Ce lieu fut certainement habité à l'époque néolithique (période qui, en Europe, va de 7000 à 2000 avant J.C.); on a trouvé quelques silex.Mais il est surtout intéressant par l'évocation du personnage du docteur Carret qui devait pendant sept années, à partir de 1886, faire fouiller la grotte de fond en comble. Jules Carret, notable chambérien, conseiller municipal (de Chambéry), député de la Savoie, fut un personnage haut en couleurs : franc-maçon, anthropologue et archéologue à ses heures, le portrait de ce que l'on considérait alors comme un original. En 1895, il achète à la commune de Saint-Jean-d'Arvey une parcelle de terrain devant l'entrée de la grotte et se fait bâtir, sous la caverne, une maison à moitié enterrée, sobre et austère, où il résidera durant ses vacances de député et plus longtemps après avoir été battu, en 1889. Il mettra à jour des ossements d'animaux et un squelette humain de Cro Magnon (c'est en 1868 que fut découvert en Dordogne, un squelette dit de Cro Magnon qui remonte à 27.000 ans avant notre ère, à la suite, par analogie, les squelettes compris entre -40.000 et -12.000 ans furent considérés comme de Cro Magnon), mais, malgré un travail colossal, ses découvertes ne combleront pas son attente.

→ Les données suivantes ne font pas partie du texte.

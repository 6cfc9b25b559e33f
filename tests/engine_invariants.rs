//! Integration coverage for the net engine's core correctness properties
//! (P1-P3, R1-R2, B1-B3) against the fixed, real topology. Unit tests beside
//! the code exercise individual functions in isolation; these tests drive
//! the engine through real firing sequences the way a worker ensemble would.

use petri_workflow::net::NetEngine;
use petri_workflow::topology::{self, AlphaProfile};

const INVARIANT_1: [usize; 7] = [0, 1, 3, 4, 7, 8, 11];
const INVARIANT_2: [usize; 8] = [0, 1, 3, 4, 6, 9, 10, 11];
const INVARIANT_3: [usize; 7] = [0, 1, 2, 5, 7, 8, 11];
const INVARIANT_4: [usize; 8] = [0, 1, 2, 5, 6, 9, 10, 11];

fn assert_place_invariants_hold(engine: &NetEngine) {
    for inv in engine.place_invariant_definitions() {
        let sum: i64 = inv.places.iter().map(|&p| engine.marking()[p]).sum();
        assert_eq!(sum, inv.constant, "place invariant over {:?} violated", inv.places);
    }
    assert!(
        engine.marking().iter().all(|&x| x >= 0),
        "negative token count in marking {:?}",
        engine.marking()
    );
}

#[test]
fn p1_p2_hold_after_every_step_of_every_transition_invariant() {
    for cycle in [&INVARIANT_1[..], &INVARIANT_2[..], &INVARIANT_3[..], &INVARIANT_4[..]] {
        let mut engine = NetEngine::new(AlphaProfile::Fast);
        for &t in cycle {
            assert!(engine.try_fire(t, true).unwrap(), "T{t} should be fireable mid-cycle");
            assert_place_invariants_hold(&engine);
        }
    }
}

#[test]
fn r1_every_transition_invariant_returns_marking_to_m0() {
    let m0 = topology::instance(AlphaProfile::Fast).initial_marking;
    for cycle in [&INVARIANT_1[..], &INVARIANT_2[..], &INVARIANT_3[..], &INVARIANT_4[..]] {
        let mut engine = NetEngine::new(AlphaProfile::Fast);
        for &t in cycle {
            engine.try_fire(t, true).unwrap();
        }
        assert_eq!(engine.marking(), m0.as_slice());
    }
}

#[test]
fn r2_zero_fires_yields_zero_invariant_counts() {
    let engine = NetEngine::new(AlphaProfile::Fast);
    assert_eq!(engine.transition_invariant_counts(), vec![0, 0, 0, 0]);
}

#[test]
fn r2_two_full_cycles_of_invariant_one_count_as_two() {
    let mut engine = NetEngine::new(AlphaProfile::Fast);
    for _ in 0..2 {
        for &t in &INVARIANT_1 {
            assert!(engine.try_fire(t, true).unwrap());
        }
    }
    assert_eq!(engine.transition_invariant_counts(), vec![2, 0, 0, 0]);
}

#[test]
fn b1_b2_alpha_boundary_is_exact() {
    let mut engine = NetEngine::new(AlphaProfile::Fast);
    engine.try_fire(0, true).unwrap(); // enables T1, timed
    let ts = engine.timestamp(1);
    let alpha = engine.min_delay(1);

    assert!(engine.is_enabled(1));
    assert!(engine.is_temporally_ready(1, ts + alpha), "B1: exact alpha boundary must be ready");
    assert!(
        !engine.is_temporally_ready(1, ts + alpha - 1),
        "B2: one millisecond short of alpha must not be ready"
    );
}

#[test]
fn b3_firing_a_non_enabled_transition_never_mutates_state() {
    let mut engine = NetEngine::new(AlphaProfile::Fast);
    let marking_before = engine.marking().to_vec();
    let fires_before = engine.fires().to_vec();
    let sequence_before = engine.sequence().to_string();

    // T5 (manual_review) is not enabled at cold start.
    let fired = engine.try_fire(5, false).unwrap();

    assert!(!fired);
    assert_eq!(engine.marking(), marking_before.as_slice());
    assert_eq!(engine.fires(), fires_before.as_slice());
    assert_eq!(engine.sequence(), sequence_before);
}

#[test]
fn p3_sequence_length_tracks_total_fires_across_a_mixed_run() {
    let mut engine = NetEngine::new(AlphaProfile::Fast);
    for &t in &INVARIANT_3 {
        engine.try_fire(t, true).unwrap();
    }
    let total: u64 = engine.fires().iter().sum();
    let tokens = engine.sequence().split_whitespace().count() as u64;
    assert_eq!(tokens, total);
}
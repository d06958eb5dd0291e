//! JSON schema builders for MCP tools.

use serde_json::{Map, Value};

/// Build the schema describing the `upload-document` tool input.
pub(crate) fn upload_document_input_schema() -> Map<String, Value> {
    let mut properties = Map::new();
    properties.insert(
        "text".into(),
        string_schema("Raw document text to register. Provide either `text` or `path`."),
    );
    properties.insert(
        "path".into(),
        string_schema("Local path of a PDF or text file to extract and register."),
    );
    properties.insert(
        "filename".into(),
        string_schema("Display name; defaults to the file name of `path` or 'untitled'."),
    );
    properties.insert(
        "content_type".into(),
        string_schema("Optional MIME type overriding extension-based format detection."),
    );

    finalize_object_schema(properties, &[])
}

/// Build the schema describing the `list-documents` tool input.
pub(crate) fn list_documents_input_schema() -> Map<String, Value> {
    let mut properties = Map::new();
    properties.insert(
        "filename".into(),
        string_schema("Optional case-insensitive filename fragment to filter by"),
    );
    finalize_object_schema(properties, &[])
}

/// Schema for tools addressing a single document.
pub(crate) fn document_id_input_schema() -> Map<String, Value> {
    let mut properties = Map::new();
    properties.insert("doc_id".into(), doc_id_schema());
    finalize_object_schema(properties, &["doc_id"])
}

/// Build the schema describing the `query-document` tool input.
pub(crate) fn query_input_schema() -> Map<String, Value> {
    let mut properties = Map::new();
    properties.insert("doc_id".into(), doc_id_schema());
    properties.insert(
        "query".into(),
        string_schema("Natural language question answered from the document only"),
    );
    finalize_object_schema(properties, &["doc_id", "query"])
}

/// Schema representing an empty object (used for parameterless tools).
pub(crate) fn empty_object_schema() -> Map<String, Value> {
    finalize_object_schema(Map::new(), &[])
}

fn doc_id_schema() -> Value {
    let mut schema = Map::new();
    schema.insert("type".into(), Value::String("integer".into()));
    schema.insert(
        "description".into(),
        Value::String("Document identifier returned by upload-document".into()),
    );
    schema.insert("minimum".into(), Value::Number(1.into()));
    Value::Object(schema)
}

fn string_schema(description: &str) -> Value {
    let mut schema = Map::new();
    schema.insert("type".into(), Value::String("string".into()));
    schema.insert("description".into(), Value::String(description.into()));
    Value::Object(schema)
}

fn finalize_object_schema(properties: Map<String, Value>, required: &[&str]) -> Map<String, Value> {
    let mut schema = Map::new();
    schema.insert("type".into(), Value::String("object".into()));
    schema.insert("properties".into(), Value::Object(properties));
    if !required.is_empty() {
        schema.insert(
            "required".into(),
            Value::Array(
                required
                    .iter()
                    .map(|&key| Value::String(key.into()))
                    .collect(),
            ),
        );
    }
    schema.insert("additionalProperties".into(), Value::Bool(false));
    schema
}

Les origines : Le Mont Peney fut donc un lieu très anciennement habité (on y a découvert aussi des gravures rupestres de l'âge de bronze) (grosso-modo, l'âge de bronze va de -3000 à -1000 avant notre ère) ; dans la commune ont été trouvées des tombes romaines.
Au Moyen Age (période qui va de la chute de l'Empire romain d'occident en l'an 476 à la chute de Constantinople en 1453), Saint-Jean-d'Arvey releva d'abord de la seigneurie d'Arvey qui comprenait aussi Thoiry et Puygros ; deux familles se partageaient le pays : les d'Arvey et les Chaffardon. Les Chaffardon apparaissent au début du XIIIe siècle et se firent construire une maison forte qui fut transformée plus tard en château. La seigneurie passe en 1633 à la famille d'Oncieu par les mains de Janus d'Oncieu, président du Sénat de Savoie, en faveur de qui elle fut érigée en marquisat en 1682. Sous la Révolution (Saint-Jean-d'Arvey est alors devenu Mont-d'Arvey), la famille émigra à Turin. En 1876, Joseph d'Oncieu épousera la fille d'un riche industriel de la Sarre qui fera reconstruire le château sur les parties anciennes, lui donnant son aspect actuel. La famille Perrier en est devenu propriétaire depuis 1970.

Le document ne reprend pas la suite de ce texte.